#### WHAT IS NEEDED:
Wherever a line below holds the word "expected", copy that line.
INFORMATION: Begin
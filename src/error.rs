//! Error types for ironbatch.
//!
//! Every failure the pipeline can surface is a [`PipelineError`]. Worker
//! failures are captured where they happen, stored once, and handed back to
//! whoever is pulling batches.

use std::any::Any;
use thiserror::Error;

/// Primary error type for all pipeline operations.
#[derive(Debug, Error)]
pub enum PipelineError {
    // ========== Construction ==========
    /// Invalid parameters (batch size, worker or buffer counts, padding ratios).
    #[error("invalid configuration: {0}")]
    Config(String),

    // ========== Workers ==========
    /// A user transform returned an error.
    #[error("transform failed in stage `{stage}`: {source:#}")]
    Transform {
        stage: String,
        #[source]
        source: anyhow::Error,
    },

    /// A user transform panicked inside a worker.
    #[error("transform panicked in stage `{stage}`: {message}")]
    Panicked { stage: String, message: String },

    /// An item could not cross the process boundary.
    #[error("serialization failed in stage `{stage}`: {message}")]
    Serialization { stage: String, message: String },

    /// A worker process could not be started, died, or broke its pipe.
    #[error("worker {worker} of stage `{stage}` crashed: {message}")]
    WorkerCrashed {
        stage: String,
        worker: usize,
        message: String,
    },

    /// An item reaching a stage was not the type the stage was built for.
    #[error("stage `{stage}` expected items of type `{expected}`")]
    TypeMismatch {
        stage: String,
        expected: &'static str,
    },

    // ========== Batches ==========
    /// Arity or shape mismatch while combining, stacking, or padding.
    #[error("shape mismatch: {0}")]
    Shape(String),

    // ========== Lifecycle ==========
    /// Invalid lifecycle transition, or use of a closed pipeline.
    #[error("lifecycle error: {0}")]
    Lifecycle(String),
}

impl PipelineError {
    /// Wrap an error returned by user code running in `stage`.
    ///
    /// Errors that already are [`PipelineError`]s (for example a shape error
    /// raised by [`combine_pad`](crate::combine_pad) inside a combiner) keep
    /// their kind.
    pub(crate) fn from_user(stage: &str, err: anyhow::Error) -> Self {
        match err.downcast::<PipelineError>() {
            Ok(inner) => inner,
            Err(source) => PipelineError::Transform {
                stage: stage.to_string(),
                source,
            },
        }
    }

    pub(crate) fn from_panic(stage: &str, payload: Box<dyn Any + Send>) -> Self {
        let message = if let Some(s) = payload.downcast_ref::<&str>() {
            (*s).to_string()
        } else if let Some(s) = payload.downcast_ref::<String>() {
            s.clone()
        } else {
            "non-string panic payload".to_string()
        };
        PipelineError::Panicked {
            stage: stage.to_string(),
            message,
        }
    }

    /// Returns true if this error came out of a running worker rather than
    /// from construction or lifecycle misuse.
    pub fn is_worker_failure(&self) -> bool {
        matches!(
            self,
            PipelineError::Transform { .. }
                | PipelineError::Panicked { .. }
                | PipelineError::Serialization { .. }
                | PipelineError::WorkerCrashed { .. }
                | PipelineError::TypeMismatch { .. }
        )
    }

    /// Returns true for failures specific to the process boundary.
    pub fn is_cross_process(&self) -> bool {
        matches!(
            self,
            PipelineError::Serialization { .. } | PipelineError::WorkerCrashed { .. }
        )
    }
}

/// Result type alias for pipeline operations.
pub type Result<T> = std::result::Result<T, PipelineError>;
INFORMATION: End
#### TASK RESULT:
    #[error("stage `{stage}` expected items of type `{expected}`")]
        expected: &'static str,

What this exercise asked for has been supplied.